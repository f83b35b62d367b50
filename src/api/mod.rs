//! Endpoint groups of the Too Good To Go API.
//!
//! Each service validates its arguments, fills missing identifiers from the
//! client's session, builds the relative path and hands the request to the
//! client. Obtain them through [`Client::auth`], [`Client::items`] and
//! [`Client::orders`].

mod auth;
mod items;
mod orders;

pub use auth::AuthService;
pub use items::ItemsService;
pub use orders::OrdersService;

use crate::{Client, Error, Response, Result};
use http::Method;
use serde::{de::DeserializeOwned, Serialize};

/// Returns the session's user id, or an argument error naming `argument`.
async fn session_user_id(client: &Client, argument: &str, request_name: &str) -> Result<String> {
    let user_id = client.session().user_id().await;
    if user_id.is_empty() {
        return Err(Error::argument(
            argument,
            format!(
                "must not be empty - client has no user id set - log in using the auth service first or provide user_id in {}",
                request_name
            ),
        ));
    }
    Ok(user_id)
}

fn missing(argument: &str) -> Error {
    Error::argument(argument, "must not be None")
}

/// POSTs `body` to `path` with the session's bearer token.
async fn authorized_post<B, T>(client: &Client, path: &str, body: &B) -> Result<Response<T>>
where
    B: Serialize + ?Sized,
    T: DeserializeOwned,
{
    let mut request = client.new_request(Method::POST, path, Some(body))?;
    client.authorize(&mut request).await?;
    client.execute(request).await
}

> Instructions to follow: Count how many lines of the listing above include the word "must", then reply with that count and no other text.

> Answer area: 2